Across the entries below, how many lines contain the string "RunParams"? Only the number is wanted.

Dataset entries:

____________

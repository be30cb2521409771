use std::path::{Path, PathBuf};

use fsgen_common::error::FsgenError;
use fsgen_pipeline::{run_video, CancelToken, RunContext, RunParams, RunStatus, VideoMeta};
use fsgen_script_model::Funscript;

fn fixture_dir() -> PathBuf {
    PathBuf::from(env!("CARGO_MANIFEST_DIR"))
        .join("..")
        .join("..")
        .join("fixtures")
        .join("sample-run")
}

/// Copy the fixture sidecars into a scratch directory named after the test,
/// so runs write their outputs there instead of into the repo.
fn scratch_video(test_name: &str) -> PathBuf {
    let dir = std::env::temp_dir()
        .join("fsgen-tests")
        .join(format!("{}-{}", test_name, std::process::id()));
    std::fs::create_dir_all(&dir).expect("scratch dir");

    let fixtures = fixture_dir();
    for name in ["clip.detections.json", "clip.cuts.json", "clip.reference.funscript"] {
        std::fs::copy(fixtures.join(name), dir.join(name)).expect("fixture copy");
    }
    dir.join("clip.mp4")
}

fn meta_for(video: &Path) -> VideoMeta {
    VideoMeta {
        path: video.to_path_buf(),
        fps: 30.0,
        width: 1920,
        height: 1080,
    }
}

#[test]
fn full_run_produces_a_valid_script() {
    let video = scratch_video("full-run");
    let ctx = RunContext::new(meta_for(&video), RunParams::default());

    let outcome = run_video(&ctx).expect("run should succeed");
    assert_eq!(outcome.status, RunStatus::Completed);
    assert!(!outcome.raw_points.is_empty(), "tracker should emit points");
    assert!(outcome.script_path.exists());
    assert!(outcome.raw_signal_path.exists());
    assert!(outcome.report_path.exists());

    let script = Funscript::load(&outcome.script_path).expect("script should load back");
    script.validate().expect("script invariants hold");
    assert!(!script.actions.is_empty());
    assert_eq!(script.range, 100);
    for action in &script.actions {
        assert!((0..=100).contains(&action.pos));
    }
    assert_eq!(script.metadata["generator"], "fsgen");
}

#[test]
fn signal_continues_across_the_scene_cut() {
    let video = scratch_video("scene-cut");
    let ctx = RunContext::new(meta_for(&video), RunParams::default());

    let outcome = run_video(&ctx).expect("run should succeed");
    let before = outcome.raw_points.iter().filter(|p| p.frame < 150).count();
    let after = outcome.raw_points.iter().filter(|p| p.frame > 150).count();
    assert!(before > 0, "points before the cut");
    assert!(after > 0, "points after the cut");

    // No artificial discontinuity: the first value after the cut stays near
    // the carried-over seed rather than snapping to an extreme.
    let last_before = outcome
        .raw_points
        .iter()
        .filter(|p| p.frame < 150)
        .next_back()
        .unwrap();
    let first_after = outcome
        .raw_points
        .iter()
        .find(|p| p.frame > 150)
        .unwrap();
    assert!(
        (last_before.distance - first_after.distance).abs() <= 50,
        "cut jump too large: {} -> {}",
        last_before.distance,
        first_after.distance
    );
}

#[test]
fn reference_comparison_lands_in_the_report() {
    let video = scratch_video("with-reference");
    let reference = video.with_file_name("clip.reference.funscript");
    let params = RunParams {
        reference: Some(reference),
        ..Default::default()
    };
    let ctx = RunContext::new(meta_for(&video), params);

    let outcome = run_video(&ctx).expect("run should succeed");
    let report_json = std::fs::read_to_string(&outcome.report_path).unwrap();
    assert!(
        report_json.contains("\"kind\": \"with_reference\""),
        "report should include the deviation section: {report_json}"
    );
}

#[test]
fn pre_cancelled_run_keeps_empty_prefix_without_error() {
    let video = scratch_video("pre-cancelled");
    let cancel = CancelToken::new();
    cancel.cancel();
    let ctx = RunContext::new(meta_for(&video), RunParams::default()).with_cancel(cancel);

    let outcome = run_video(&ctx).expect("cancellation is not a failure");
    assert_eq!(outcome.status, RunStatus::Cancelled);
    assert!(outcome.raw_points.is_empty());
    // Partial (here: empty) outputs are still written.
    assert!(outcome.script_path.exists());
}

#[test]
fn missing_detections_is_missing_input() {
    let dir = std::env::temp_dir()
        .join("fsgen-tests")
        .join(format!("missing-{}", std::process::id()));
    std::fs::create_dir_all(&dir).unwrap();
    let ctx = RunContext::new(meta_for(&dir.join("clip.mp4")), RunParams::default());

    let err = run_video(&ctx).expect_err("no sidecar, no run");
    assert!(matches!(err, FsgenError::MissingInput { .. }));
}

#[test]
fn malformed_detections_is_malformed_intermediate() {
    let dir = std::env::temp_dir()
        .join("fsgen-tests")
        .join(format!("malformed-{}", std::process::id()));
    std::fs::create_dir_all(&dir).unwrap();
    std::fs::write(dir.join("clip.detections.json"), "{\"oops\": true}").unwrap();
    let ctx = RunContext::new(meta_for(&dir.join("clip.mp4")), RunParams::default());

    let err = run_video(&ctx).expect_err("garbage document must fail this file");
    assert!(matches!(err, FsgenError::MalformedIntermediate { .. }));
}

____________

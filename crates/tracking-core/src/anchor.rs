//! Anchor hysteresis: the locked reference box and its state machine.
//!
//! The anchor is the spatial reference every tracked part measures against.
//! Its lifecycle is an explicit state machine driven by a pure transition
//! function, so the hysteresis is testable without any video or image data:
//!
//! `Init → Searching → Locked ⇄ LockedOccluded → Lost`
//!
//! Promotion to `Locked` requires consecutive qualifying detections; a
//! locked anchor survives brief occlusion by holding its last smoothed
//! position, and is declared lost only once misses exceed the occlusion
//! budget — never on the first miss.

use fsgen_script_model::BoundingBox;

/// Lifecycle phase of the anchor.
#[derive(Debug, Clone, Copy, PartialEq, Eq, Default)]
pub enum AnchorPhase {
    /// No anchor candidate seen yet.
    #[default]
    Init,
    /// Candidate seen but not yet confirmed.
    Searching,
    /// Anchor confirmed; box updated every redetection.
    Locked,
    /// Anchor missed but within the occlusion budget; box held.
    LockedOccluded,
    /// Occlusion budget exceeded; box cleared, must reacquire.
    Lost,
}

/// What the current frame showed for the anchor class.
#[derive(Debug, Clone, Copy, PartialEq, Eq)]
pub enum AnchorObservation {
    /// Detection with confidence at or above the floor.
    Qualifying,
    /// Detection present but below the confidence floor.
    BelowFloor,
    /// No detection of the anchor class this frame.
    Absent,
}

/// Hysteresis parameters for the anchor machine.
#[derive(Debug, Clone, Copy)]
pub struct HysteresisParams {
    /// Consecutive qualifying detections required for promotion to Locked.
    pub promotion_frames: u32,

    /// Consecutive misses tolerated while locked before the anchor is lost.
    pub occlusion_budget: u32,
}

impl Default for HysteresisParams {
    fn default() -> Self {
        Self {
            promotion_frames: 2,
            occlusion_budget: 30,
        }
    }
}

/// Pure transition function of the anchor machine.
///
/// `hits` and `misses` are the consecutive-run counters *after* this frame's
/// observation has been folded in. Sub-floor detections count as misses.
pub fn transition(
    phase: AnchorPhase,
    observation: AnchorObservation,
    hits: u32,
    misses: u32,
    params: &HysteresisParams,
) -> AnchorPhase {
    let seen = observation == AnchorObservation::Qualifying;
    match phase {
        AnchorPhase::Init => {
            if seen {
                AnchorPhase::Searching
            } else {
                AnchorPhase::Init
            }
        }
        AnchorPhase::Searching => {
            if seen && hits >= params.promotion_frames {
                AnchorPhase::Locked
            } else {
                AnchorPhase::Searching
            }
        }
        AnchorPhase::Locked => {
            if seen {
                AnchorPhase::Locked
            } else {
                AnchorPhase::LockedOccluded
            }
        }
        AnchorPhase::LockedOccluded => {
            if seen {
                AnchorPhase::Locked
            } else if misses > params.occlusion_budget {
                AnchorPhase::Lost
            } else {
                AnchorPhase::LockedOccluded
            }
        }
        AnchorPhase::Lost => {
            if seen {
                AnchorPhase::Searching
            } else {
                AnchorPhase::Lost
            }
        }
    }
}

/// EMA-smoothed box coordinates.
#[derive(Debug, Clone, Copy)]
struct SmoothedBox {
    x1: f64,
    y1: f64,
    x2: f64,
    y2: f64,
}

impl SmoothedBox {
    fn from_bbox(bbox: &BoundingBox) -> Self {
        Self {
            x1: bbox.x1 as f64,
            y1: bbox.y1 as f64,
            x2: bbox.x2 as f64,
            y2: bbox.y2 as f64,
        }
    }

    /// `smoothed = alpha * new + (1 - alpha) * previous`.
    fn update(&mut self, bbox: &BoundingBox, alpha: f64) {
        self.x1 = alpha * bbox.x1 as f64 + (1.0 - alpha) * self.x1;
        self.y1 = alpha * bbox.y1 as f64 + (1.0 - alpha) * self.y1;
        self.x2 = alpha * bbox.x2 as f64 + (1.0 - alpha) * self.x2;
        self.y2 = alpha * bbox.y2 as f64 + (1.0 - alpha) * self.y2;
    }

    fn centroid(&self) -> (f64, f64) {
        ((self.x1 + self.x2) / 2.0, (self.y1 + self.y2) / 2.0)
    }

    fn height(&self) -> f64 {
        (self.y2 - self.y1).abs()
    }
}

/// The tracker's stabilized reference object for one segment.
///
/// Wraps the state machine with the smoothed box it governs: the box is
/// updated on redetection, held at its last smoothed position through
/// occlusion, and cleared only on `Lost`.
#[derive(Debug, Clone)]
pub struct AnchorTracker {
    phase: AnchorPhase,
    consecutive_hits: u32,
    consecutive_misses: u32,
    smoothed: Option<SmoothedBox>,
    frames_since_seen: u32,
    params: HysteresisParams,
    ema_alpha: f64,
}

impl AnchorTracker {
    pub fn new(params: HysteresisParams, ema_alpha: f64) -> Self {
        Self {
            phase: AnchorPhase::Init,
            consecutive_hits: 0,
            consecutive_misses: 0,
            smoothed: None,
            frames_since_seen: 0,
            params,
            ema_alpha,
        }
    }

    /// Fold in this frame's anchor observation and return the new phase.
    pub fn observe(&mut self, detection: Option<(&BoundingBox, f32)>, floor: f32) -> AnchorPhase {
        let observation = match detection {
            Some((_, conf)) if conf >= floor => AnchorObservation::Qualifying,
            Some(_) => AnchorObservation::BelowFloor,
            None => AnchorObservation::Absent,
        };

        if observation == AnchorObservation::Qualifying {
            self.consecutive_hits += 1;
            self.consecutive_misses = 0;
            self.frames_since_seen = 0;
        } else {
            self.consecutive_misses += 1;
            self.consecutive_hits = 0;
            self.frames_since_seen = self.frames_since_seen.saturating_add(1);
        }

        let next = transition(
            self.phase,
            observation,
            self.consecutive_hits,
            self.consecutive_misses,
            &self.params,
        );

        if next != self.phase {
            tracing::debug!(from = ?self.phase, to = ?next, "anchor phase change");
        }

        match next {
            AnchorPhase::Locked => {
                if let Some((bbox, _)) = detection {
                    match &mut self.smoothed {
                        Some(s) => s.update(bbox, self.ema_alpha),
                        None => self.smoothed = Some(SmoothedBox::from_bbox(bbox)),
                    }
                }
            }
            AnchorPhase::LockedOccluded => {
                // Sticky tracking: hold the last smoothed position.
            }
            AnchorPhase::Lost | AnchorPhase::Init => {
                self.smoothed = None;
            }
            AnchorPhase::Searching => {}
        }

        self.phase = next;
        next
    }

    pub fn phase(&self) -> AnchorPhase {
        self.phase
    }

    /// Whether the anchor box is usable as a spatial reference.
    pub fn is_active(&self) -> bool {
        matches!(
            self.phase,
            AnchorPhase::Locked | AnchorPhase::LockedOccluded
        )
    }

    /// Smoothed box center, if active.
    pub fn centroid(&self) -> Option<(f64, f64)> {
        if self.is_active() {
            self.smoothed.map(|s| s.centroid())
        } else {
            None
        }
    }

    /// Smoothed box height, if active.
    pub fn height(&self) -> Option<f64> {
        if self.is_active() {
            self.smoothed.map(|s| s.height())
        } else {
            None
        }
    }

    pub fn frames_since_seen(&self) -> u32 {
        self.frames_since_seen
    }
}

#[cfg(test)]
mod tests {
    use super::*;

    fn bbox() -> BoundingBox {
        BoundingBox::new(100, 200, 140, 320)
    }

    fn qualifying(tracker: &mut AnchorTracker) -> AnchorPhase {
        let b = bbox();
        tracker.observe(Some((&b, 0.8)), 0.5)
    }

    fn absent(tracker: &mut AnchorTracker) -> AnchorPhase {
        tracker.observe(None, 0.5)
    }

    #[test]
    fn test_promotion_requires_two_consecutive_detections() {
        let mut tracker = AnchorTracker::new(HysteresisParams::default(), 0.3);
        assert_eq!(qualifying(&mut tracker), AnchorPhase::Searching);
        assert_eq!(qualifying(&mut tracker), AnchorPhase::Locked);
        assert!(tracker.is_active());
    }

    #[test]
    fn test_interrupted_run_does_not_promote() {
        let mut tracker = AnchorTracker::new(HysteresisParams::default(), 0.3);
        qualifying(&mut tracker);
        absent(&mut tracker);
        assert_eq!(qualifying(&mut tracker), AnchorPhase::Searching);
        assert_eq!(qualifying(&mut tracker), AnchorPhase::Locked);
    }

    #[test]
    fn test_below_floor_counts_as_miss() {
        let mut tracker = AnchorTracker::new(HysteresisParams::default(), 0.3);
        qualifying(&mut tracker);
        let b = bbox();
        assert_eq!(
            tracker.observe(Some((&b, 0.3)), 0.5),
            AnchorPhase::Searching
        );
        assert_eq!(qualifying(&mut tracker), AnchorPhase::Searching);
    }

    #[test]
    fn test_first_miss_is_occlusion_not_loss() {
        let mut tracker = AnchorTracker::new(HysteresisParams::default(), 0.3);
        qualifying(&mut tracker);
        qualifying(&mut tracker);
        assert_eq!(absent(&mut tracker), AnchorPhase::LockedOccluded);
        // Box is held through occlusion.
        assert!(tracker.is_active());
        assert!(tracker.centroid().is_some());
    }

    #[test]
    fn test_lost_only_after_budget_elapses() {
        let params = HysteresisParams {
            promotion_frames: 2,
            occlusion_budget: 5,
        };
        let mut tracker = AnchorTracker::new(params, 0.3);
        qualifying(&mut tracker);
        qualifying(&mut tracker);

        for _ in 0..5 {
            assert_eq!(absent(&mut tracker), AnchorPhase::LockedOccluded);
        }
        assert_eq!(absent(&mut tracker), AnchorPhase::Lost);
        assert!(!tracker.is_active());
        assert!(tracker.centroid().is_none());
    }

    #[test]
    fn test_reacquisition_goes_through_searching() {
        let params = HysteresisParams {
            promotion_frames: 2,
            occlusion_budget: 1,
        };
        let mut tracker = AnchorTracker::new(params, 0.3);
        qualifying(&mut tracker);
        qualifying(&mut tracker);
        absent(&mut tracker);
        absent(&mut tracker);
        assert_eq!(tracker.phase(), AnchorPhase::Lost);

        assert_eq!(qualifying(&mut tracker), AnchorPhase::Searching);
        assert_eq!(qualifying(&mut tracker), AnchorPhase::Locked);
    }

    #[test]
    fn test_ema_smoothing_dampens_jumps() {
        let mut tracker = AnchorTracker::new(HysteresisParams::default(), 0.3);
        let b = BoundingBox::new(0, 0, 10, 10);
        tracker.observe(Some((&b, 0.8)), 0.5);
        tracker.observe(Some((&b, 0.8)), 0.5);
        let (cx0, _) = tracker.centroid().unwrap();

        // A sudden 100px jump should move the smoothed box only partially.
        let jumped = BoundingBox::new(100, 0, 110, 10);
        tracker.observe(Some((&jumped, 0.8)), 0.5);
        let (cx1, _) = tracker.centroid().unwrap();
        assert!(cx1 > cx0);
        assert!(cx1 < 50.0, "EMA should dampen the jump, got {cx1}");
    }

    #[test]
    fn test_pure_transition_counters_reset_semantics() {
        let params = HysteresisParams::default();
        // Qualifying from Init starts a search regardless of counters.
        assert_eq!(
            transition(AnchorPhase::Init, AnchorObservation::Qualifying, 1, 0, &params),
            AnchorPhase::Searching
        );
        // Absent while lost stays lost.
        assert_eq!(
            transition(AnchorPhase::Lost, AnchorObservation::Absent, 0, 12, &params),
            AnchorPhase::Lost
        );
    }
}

____________

▶ [OUTPUT FOR THIS TASK]:
7